Now, we want to use regular expressions to identify subsets of tweets from the last year. We have seen using the `.str` object in a pandas data frame to give us access to string methods. In this case `.str.contains()` will return `True` if the regular expression is a match in the column and `False` otherwise. So, for example, let's look at whether the tweet contains a number. The tweet text is stored in the column `text` whereas things like the date it was tweeted is in the column `created_at`. 

So now, let's use the `.str.contains()` and a regular expression to return `True` when  a tweet contains a sequence of at least one number.

In [None]:
rdt["text"].str.contains("[0-9]+")

We see the second and seventh tweets (the 2nd most recent and the 7th) both contain numbers -- one has a tariff number and one counts years of the collusion investigation. Ah but we have a column of `True` and `False` that we can use to get us rows that contain numbers! We can keep just those rows with numbers by subsetting with this column...

In [None]:
# let's do this in two steps to make it clear... first we create a column of T/F ...
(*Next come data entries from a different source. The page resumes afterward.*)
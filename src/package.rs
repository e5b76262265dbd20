//! Function deployment packages.
//!
//! Collaborator functions run the `collaborator-runtime` binary on a
//! custom runtime, so a package is a zip holding one executable named
//! `bootstrap`. Entries carry a fixed timestamp so the same binary always
//! yields the same code hash, which lets re-runs skip unchanged uploads.

use std::io::Write;
use std::path::{Path, PathBuf};

use base64::{engine::general_purpose::STANDARD as BASE64, Engine};
use sha2::{Digest, Sha256};

use crate::error::ProvisionError;

/// Entry point name required by custom runtimes.
pub const BOOTSTRAP: &str = "bootstrap";
pub const CUSTOM_RUNTIME: &str = "provided.al2023";

/// Where the bootstrap executable comes from.
#[derive(Debug, Clone, PartialEq, Eq)]
pub enum PackageSource {
    /// Executable bytes held in memory
    Inline(Vec<u8>),
    /// Path of a built executable
    Binary(PathBuf),
}

/// A zipped deployment package and its code hash.
#[derive(Debug, Clone, PartialEq, Eq)]
pub struct DeploymentPackage {
    bytes: Vec<u8>,
    code_sha256: String,
}

impl DeploymentPackage {
    pub fn build(source: &PackageSource) -> Result<Self, ProvisionError> {
        let executable = match source {
            PackageSource::Inline(bytes) => bytes.clone(),
            PackageSource::Binary(path) => read_binary(path)?,
        };
        if executable.is_empty() {
            return Err(ProvisionError::Package("bootstrap executable is empty".to_string()));
        }

        let bytes = zip_bootstrap(&executable)?;
        let code_sha256 = code_sha256(&bytes);
        Ok(Self { bytes, code_sha256 })
    }

    pub fn bytes(&self) -> &[u8] {
        &self.bytes
    }

    /// Base64 SHA-256 of the zip, as the platform reports it.
    pub fn code_sha256(&self) -> &str {
        &self.code_sha256
    }
}

fn read_binary(path: &Path) -> Result<Vec<u8>, ProvisionError> {
    std::fs::read(path).map_err(|e| {
        ProvisionError::Package(format!(
            "cannot read runtime binary {}: {} (build it with `cargo build --release --bin collaborator-runtime`)",
            path.display(),
            e
        ))
    })
}

fn zip_bootstrap(executable: &[u8]) -> Result<Vec<u8>, ProvisionError> {
    let mut buffer = Vec::new();
    {
        let mut zip = zip::ZipWriter::new(std::io::Cursor::new(&mut buffer));
        let options = zip::write::SimpleFileOptions::default()
            .compression_method(zip::CompressionMethod::Deflated)
            .last_modified_time(zip::DateTime::default())
            .unix_permissions(0o755);

        zip.start_file(BOOTSTRAP, options)
            .map_err(|e| ProvisionError::Package(format!("zip: {}", e)))?;
        zip.write_all(executable)?;
        zip.finish()
            .map_err(|e| ProvisionError::Package(format!("zip: {}", e)))?;
    }
    Ok(buffer)
}

/// Base64-encoded SHA-256 of a package.
pub fn code_sha256(bytes: &[u8]) -> String {
    BASE64.encode(Sha256::digest(bytes))
}

#[cfg(test)]
mod tests {
    use super::*;
    use std::io::Read;

    #[test]
    fn package_contains_executable_bootstrap() {
        let package =
            DeploymentPackage::build(&PackageSource::Inline(b"#!/bin/sh\n".to_vec())).unwrap();

        let mut archive = zip::ZipArchive::new(std::io::Cursor::new(package.bytes())).unwrap();
        assert_eq!(archive.len(), 1);
        let mut entry = archive.by_name(BOOTSTRAP).unwrap();
        assert_eq!(entry.unix_mode().map(|m| m & 0o777), Some(0o755));
        let mut contents = String::new();
        entry.read_to_string(&mut contents).unwrap();
        assert_eq!(contents, "#!/bin/sh\n");
    }

    #[test]
    fn same_input_gives_same_hash() {
        let a = DeploymentPackage::build(&PackageSource::Inline(vec![1, 2, 3])).unwrap();
        let b = DeploymentPackage::build(&PackageSource::Inline(vec![1, 2, 3])).unwrap();
        let c = DeploymentPackage::build(&PackageSource::Inline(vec![1, 2, 4])).unwrap();
        assert_eq!(a.code_sha256(), b.code_sha256());
        assert_ne!(a.code_sha256(), c.code_sha256());
        assert_eq!(a.code_sha256(), code_sha256(a.bytes()));
    }

    #[test]
    fn binary_source_reads_file() {
        let dir = tempfile::tempdir().unwrap();
        let path = dir.path().join("collaborator-runtime");
        std::fs::write(&path, b"ELF").unwrap();
        assert!(DeploymentPackage::build(&PackageSource::Binary(path)).is_ok());

        let missing = DeploymentPackage::build(&PackageSource::Binary(dir.path().join("nope")));
        assert!(matches!(missing, Err(ProvisionError::Package(_))));
    }
}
keep = rdt["text"].str.contains(r"[0-9]+")
keep.head(10)

In [None]:
#... and then we use it to subset the tweet data frame rdt

rdt[keep]

Now, since `keep` is made up of `True` and `False` values, when we `sum()` it up, the `True` becomes a 1 and the `False` a 0. So this will tell us how many tweets contain a sequence of at least one number.

In [None]:
sum(keep)

I get 1517. OK? Now a little more background and then we set you free!
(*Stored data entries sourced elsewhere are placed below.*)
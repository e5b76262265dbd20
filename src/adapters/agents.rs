//! Supervisor and collaborator agents: action groups, preparation, aliases,
//! knowledge base and collaborator associations.
//!
//! The service only routes an alias to a version cut from a prepared draft,
//! so every draft change (agent update, action group, association) is
//! followed by `prepare` and an alias update before it takes effect.

use std::collections::BTreeSet;
use std::sync::Arc;

use tracing::{debug, info, warn};
use uuid::Uuid;

use super::Deletion;
use crate::collaborators::{CollaboratorConfig, FunctionSchema};
use crate::context::DeploymentContext;
use crate::error::{ApiError, ApiResultExt, ProvisionError};
use crate::names::TEST_ALIAS_ID;
use crate::provider::{
    ActionGroupInfo, ActionGroupSpec, AgentApi, AgentInfo, AgentSpec, AgentSummary, AliasInfo,
    Collaboration,
};
use crate::wait::{
    wait_for_status, wait_until_deleted, StatusProbe, StatusTarget, DELETING, FAILED_STATUSES,
};

pub const SUPERVISOR_INSTRUCTION: &str =
    "You are a supervisor that intelligently routes queries to specialized agents (weather, stocks, news) based on user needs";
pub const SUPERVISOR_DESCRIPTION: &str =
    "Supervisor agent coordinating weather, stock market, and news information agents";
pub const IDLE_SESSION_TTL_SECS: u32 = 1800;
/// Retention of the supervisor's session-summary memory.
pub const SESSION_MEMORY_DAYS: u32 = 30;

/// Reported while an agent is neither creating, updating nor preparing.
const SETTLED: &str = "NOT_PREPARED|PREPARED";

/// A deployed agent and the alias callers reach it through.
#[derive(Debug, Clone, PartialEq, Eq)]
pub struct AgentRecord {
    pub agent_id: String,
    pub alias_id: String,
    pub alias_arn: String,
    pub status: String,
}

/// A collaborator the supervisor should delegate to.
#[derive(Debug, Clone, PartialEq, Eq)]
pub struct CollaboratorLink {
    pub name: String,
    pub agent_id: String,
    pub alias_arn: String,
    pub instruction: String,
}

/// Names touched by a collaborator reconciliation.
#[derive(Debug, Clone, Default, PartialEq, Eq)]
pub struct CollaboratorChanges {
    pub associated: Vec<String>,
    pub disassociated: Vec<String>,
}

impl CollaboratorChanges {
    pub fn is_empty(&self) -> bool {
        self.associated.is_empty() && self.disassociated.is_empty()
    }
}

fn drifted(current: &AgentInfo, spec: &AgentSpec) -> bool {
    current.role_arn != spec.role_arn
        || current.foundation_model != spec.foundation_model
        || current.instruction != spec.instruction
        || current.collaboration != spec.collaboration
        || current.memory_days != spec.memory_days
}

fn reasons(failures: &[String]) -> Option<String> {
    (!failures.is_empty()).then(|| failures.join("; "))
}

/// Function lists compare equal regardless of function or parameter order.
fn same_functions(live: &[FunctionSchema], desired: &[FunctionSchema]) -> bool {
    fn normalized(functions: &[FunctionSchema]) -> Vec<FunctionSchema> {
        let mut functions = functions.to_vec();
        for f in &mut functions {
            f.parameters.sort_by(|a, b| a.name.cmp(&b.name));
        }
        functions.sort_by(|a, b| a.name.cmp(&b.name));
        functions
    }
    normalized(live) == normalized(desired)
}

#[derive(Clone)]
pub struct AgentAdapter {
    ctx: Arc<DeploymentContext>,
    api: Arc<dyn AgentApi>,
}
Notice that some of these matches are actual numbers, as in they measure the quantity of things, while others are numbers that are part of a URL shorterner like `https://t.co/hUK9dSBM3M`. We might want to separate these out. How would we do that?

Now, for one last helpful example, let's see how we might pull all the retweets. These are tweets that start with "RT". Remember how to do that? Here again we use the column of `True` and `False` to keep only those rows which start with an RT. We store the retweets in a new dataframe called `rts`.

In [None]:
keep = rdt["text"].str.contains(r"^RT")
rts = rdt[keep]

rts.head()

In [None]:
sum(keep)

Now, while we use `.str.contains()` for a pandas column in place of  of `search()` for   a string to test if a pattern is present or not in each row of a data frame, we can use the pandas command `.str.replace()` instead of `sub()` to make changes to each row of a data frame. 

Here we create a regular expression to pull out who is being retweeted from the tweets in `rts`. We do this by looking for text between the "RT" and the colon. Notice that are using `(@.*?)` to indicate group `\1` is made up of an "at" sign and then any character up to a colon. We use the `?` to make this search not greedy, otherwise we would take the retweeted account's name as everything up to the last colon in the tweet, not the first. 

So here we pull out the name of the person being retweeted and replace the original tweet with just this account name, with just group `\1`.

In [None]:
rts["text"].str.replace(r"^RT (.*?):.*$",r"\1")

To then tabulate the accounts he retweets, we can use `value_counts()` as we have many times in the past. 

In [None]:
rts["text"].str.replace(r"^RT (.*?):.*$",r"\1").value_counts()

The point? Well, in data cleaning, we often find ourselves working with sequences of text to try to pull out just what we want. Regular expressions are powerful tools for this. 

Now, let's start to look for some things.

1. How often does he refer to percentages?
2. How often does he refer to a summer month?
4. How often does he tweet using at least one word (not single letters) that is all caps?
5. How often does he embed a link?
6. How often does he refer to another Trump?
7. Tabulate the words Trump uses before "Hillary".

Come up with 5 searches on your own!